Francois Emanuelli

Article by Chris Pitt


The Daily Express’ racing correspondent The Scout must have been delighted on the afternoon of Thursday, November 3, 1949. He’d just napped a 20-1 winner, Quartier Maitre III in the 2.00 at Fontwell Park. A banner headline was pretty much guaranteed in the next day’s paper.

Equally delighted was Quartier Maitre’s Corsican jockey Francois Emanuelli, who was recording his first winner of the 1949/50 season. The picture below shows him (in checks) jumping the last flight just behind Ted Vinall’s mount Broad Meadow, whom he overhauled on the run-in to win by half a length.

Francois had arrived in England in 1948 to ply his trade as a dual purpose jockey, based with Gerald Laurence, whose stables were at Aston Tirrold, in Berkshire. He’d opened his British account when winning a Kempton novices’ hurdle on February 25, 1949, on a horse named Casmedi, doubling his score at Towcester over Easter on another Laurence-trained runner called Baltimore II.

He rode one winner on the Flat during 1949, landing the George Lambton Memorial Cup at Hurst Park on Urgay, also trained by Laurence, on Saturday, May 21. But the undoubted highlight of his year came two weeks later when getting the ride on the Sam Hanley-trained outsider Le Troubadour in the Derby. Francois had twice finished second on Le Troubadour in maidens at Newmarket in April and Kempton in May. He was a genuine 100-1 shot and, not surprisingly, finished towards the rear of the 32-runner field, but it was still a memorable experience for Francois, the thrill of riding in one of the world’s greatest races.

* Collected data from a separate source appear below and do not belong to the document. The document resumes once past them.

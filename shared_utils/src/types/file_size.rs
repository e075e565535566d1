//! FileSize Type-Safe Wrapper
//!
//! Byte counts used for thresholds and size ceilings, plus parsing of
//! human-readable sizes such as `1Mb`, `500 kB` or `1.5GiB`.

use crate::progress::format_bytes;
use std::fmt;
use std::str::FromStr;
use thiserror::Error;

#[derive(Debug, Clone, PartialEq, Eq, Error)]
pub enum FileSizeParseError {
    #[error("empty size string")]
    Empty,

    #[error("invalid number in size string: {0:?}")]
    InvalidNumber(String),

    #[error("unknown size unit {unit:?} in {input:?}")]
    UnknownUnit { input: String, unit: String },

    #[error("size out of range: {0:?}")]
    OutOfRange(String),
}

/// A byte count.
///
/// # Examples
/// ```
/// use shared_utils::types::file_size::FileSize;
///
/// let size = FileSize::parse("1Mb").unwrap();
/// assert_eq!(size.bytes(), 1_000_000);
/// assert_eq!(FileSize::parse("2 KiB").unwrap().bytes(), 2048);
/// ```
#[derive(Debug, Clone, Copy, Default, PartialEq, Eq, PartialOrd, Ord, Hash)]
pub struct FileSize(u64);

impl FileSize {
    pub const fn new(bytes: u64) -> Self {
        Self(bytes)
    }

    pub const fn bytes(&self) -> u64 {
        self.0
    }

    /// Parse a human-readable byte size.
    ///
    /// Units are case-insensitive. Decimal units (`kB`, `MB`, `GB`, `TB`,
    /// `PB` and the one-letter forms `k`, `m`, `g`, `t`, `p`) are powers of
    /// 1000; binary units (`KiB`, `MiB`, ... and `Ki`, `Mi`, ...) are powers
    /// of 1024. A bare number is a byte count, a bare unit means one of it,
    /// and fractional values are truncated to whole bytes.
    pub fn parse(input: &str) -> Result<Self, FileSizeParseError> {
        let trimmed = input.trim();
        if trimmed.is_empty() {
            return Err(FileSizeParseError::Empty);
        }

        let split = trimmed
            .find(|c: char| c.is_ascii_alphabetic() && c != 'e' && c != 'E')
            .unwrap_or(trimmed.len());
        let (number, unit) = trimmed.split_at(split);
        let number = number.trim();
        let unit = unit.trim();

        let value: f64 = if number.is_empty() {
            1.0
        } else {
            number
                .parse()
                .map_err(|_| FileSizeParseError::InvalidNumber(input.to_string()))?
        };
        if !value.is_finite() || value < 0.0 {
            return Err(FileSizeParseError::InvalidNumber(input.to_string()));
        }

        let multiplier =
            unit_multiplier(&unit.to_ascii_lowercase()).ok_or_else(|| {
                FileSizeParseError::UnknownUnit {
                    input: input.to_string(),
                    unit: unit.to_string(),
                }
            })?;

        let bytes = value * multiplier as f64;
        if bytes >= u64::MAX as f64 {
            return Err(FileSizeParseError::OutOfRange(input.to_string()));
        }
        Ok(Self(bytes as u64))
    }
}

fn unit_multiplier(unit: &str) -> Option<u64> {
    const K: u64 = 1000;
    const KI: u64 = 1024;
    let m = match unit {
        "" | "b" => 1,
        "k" | "kb" => K,
        "m" | "mb" => K.pow(2),
        "g" | "gb" => K.pow(3),
        "t" | "tb" => K.pow(4),
        "p" | "pb" => K.pow(5),
        "ki" | "kib" => KI,
        "mi" | "mib" => KI.pow(2),
        "gi" | "gib" => KI.pow(3),
        "ti" | "tib" => KI.pow(4),
        "pi" | "pib" => KI.pow(5),
        _ => return None,
    };
    Some(m)
}

impl FromStr for FileSize {
    type Err = FileSizeParseError;

    fn from_str(s: &str) -> Result<Self, Self::Err> {
        Self::parse(s)
    }
}

impl fmt::Display for FileSize {
    fn fmt(&self, f: &mut fmt::Formatter<'_>) -> fmt::Result {
        f.write_str(&format_bytes(self.0))
    }
}

impl From<u64> for FileSize {
    fn from(bytes: u64) -> Self {
        Self::new(bytes)
    }
}

impl From<FileSize> for u64 {
    fn from(size: FileSize) -> Self {
        size.0
    }
}

#[cfg(test)]
mod tests {
    use super::*;

    #[test]
    fn test_display_uses_binary_units() {
        assert_eq!(FileSize::new(500).to_string(), "500 B");
        assert_eq!(FileSize::parse("1KiB").unwrap().to_string(), "1.00 KB");
        assert_eq!(u64::from(FileSize::from(42)), 42);
    }

    #[test]
    fn test_parse_decimal_units() {
        assert_eq!(FileSize::parse("1Mb").unwrap().bytes(), 1_000_000);
        assert_eq!(FileSize::parse("1MB").unwrap().bytes(), 1_000_000);
        assert_eq!(FileSize::parse("500Kb").unwrap().bytes(), 500_000);
        assert_eq!(FileSize::parse("200 kB").unwrap().bytes(), 200_000);
        assert_eq!(FileSize::parse("2Gb").unwrap().bytes(), 2_000_000_000);
        assert_eq!(FileSize::parse("3k").unwrap().bytes(), 3_000);
    }

    #[test]
    fn test_parse_binary_units() {
        assert_eq!(FileSize::parse("1KiB").unwrap().bytes(), 1024);
        assert_eq!(FileSize::parse("1 mib").unwrap().bytes(), 1024 * 1024);
        assert_eq!(FileSize::parse("2Gi").unwrap().bytes(), 2 * 1024 * 1024 * 1024);
    }

    #[test]
    fn test_parse_plain_and_fractional() {
        assert_eq!(FileSize::parse("100").unwrap().bytes(), 100);
        assert_eq!(FileSize::parse("100 B").unwrap().bytes(), 100);
        assert_eq!(FileSize::parse("1.5MB").unwrap().bytes(), 1_500_000);
        assert_eq!(FileSize::parse("1e3").unwrap().bytes(), 1_000);
        assert_eq!(FileSize::parse("MB").unwrap().bytes(), 1_000_000);
        assert_eq!("  5 kb ".parse::<FileSize>().unwrap().bytes(), 5_000);
    }

    #[test]
    fn test_parse_errors() {
        assert_eq!(FileSize::parse(""), Err(FileSizeParseError::Empty));
        assert_eq!(FileSize::parse("   "), Err(FileSizeParseError::Empty));
        assert!(matches!(
            FileSize::parse("12 parsecs"),
            Err(FileSizeParseError::UnknownUnit { .. })
        ));
        assert!(matches!(
            FileSize::parse("1.2.3MB"),
            Err(FileSizeParseError::InvalidNumber(_))
        ));
        assert!(matches!(
            FileSize::parse("-5MB"),
            Err(FileSizeParseError::InvalidNumber(_))
        ));
        assert!(matches!(
            FileSize::parse("100000PiB"),
            Err(FileSizeParseError::OutOfRange(_))
        ));
    }
}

Eleven days after Quartier Maitre III had won at Fontwell to the delight of Daily Express columnist The Scout’s followers, Francois was back in the winner’s enclosure, this time at Plumpton, after winning a novices’ hurdle on Tcheska. That turned out to be his last winner in Britain for a while. He had just nine mounts on the Flat during 1950, relinquished his licence the following year and did not resume until 1955.

He returned to the scene of his last British triumph, Plumpton, winning on novice chaser Gay Rambler on March 14, 1955. That proved to be his last success over jumps. He rode two winners from 16 mounts on the Flat in 1955, both of them trained by Ryan Price at Findon. The first of these was a two-year-old filly named Andrea, who made all to beat her sole rival in a canter

by 12 lengths at Yarmouth on September 14. Francois had to work far harder at Chepstow (left) three days later, Saturday, September 17, scraping home by a short head on Coquelin to record what would be his final winner in Britain.

Sixty years on, his is a long-forgotten name in the annals of racing, except perhaps for any veteran followers of The Scout’s tips, some of whom may still recall the day when the Daily Express racing correspondent napped a 20-1 winner, and had Francois Emanuelli to thank for it.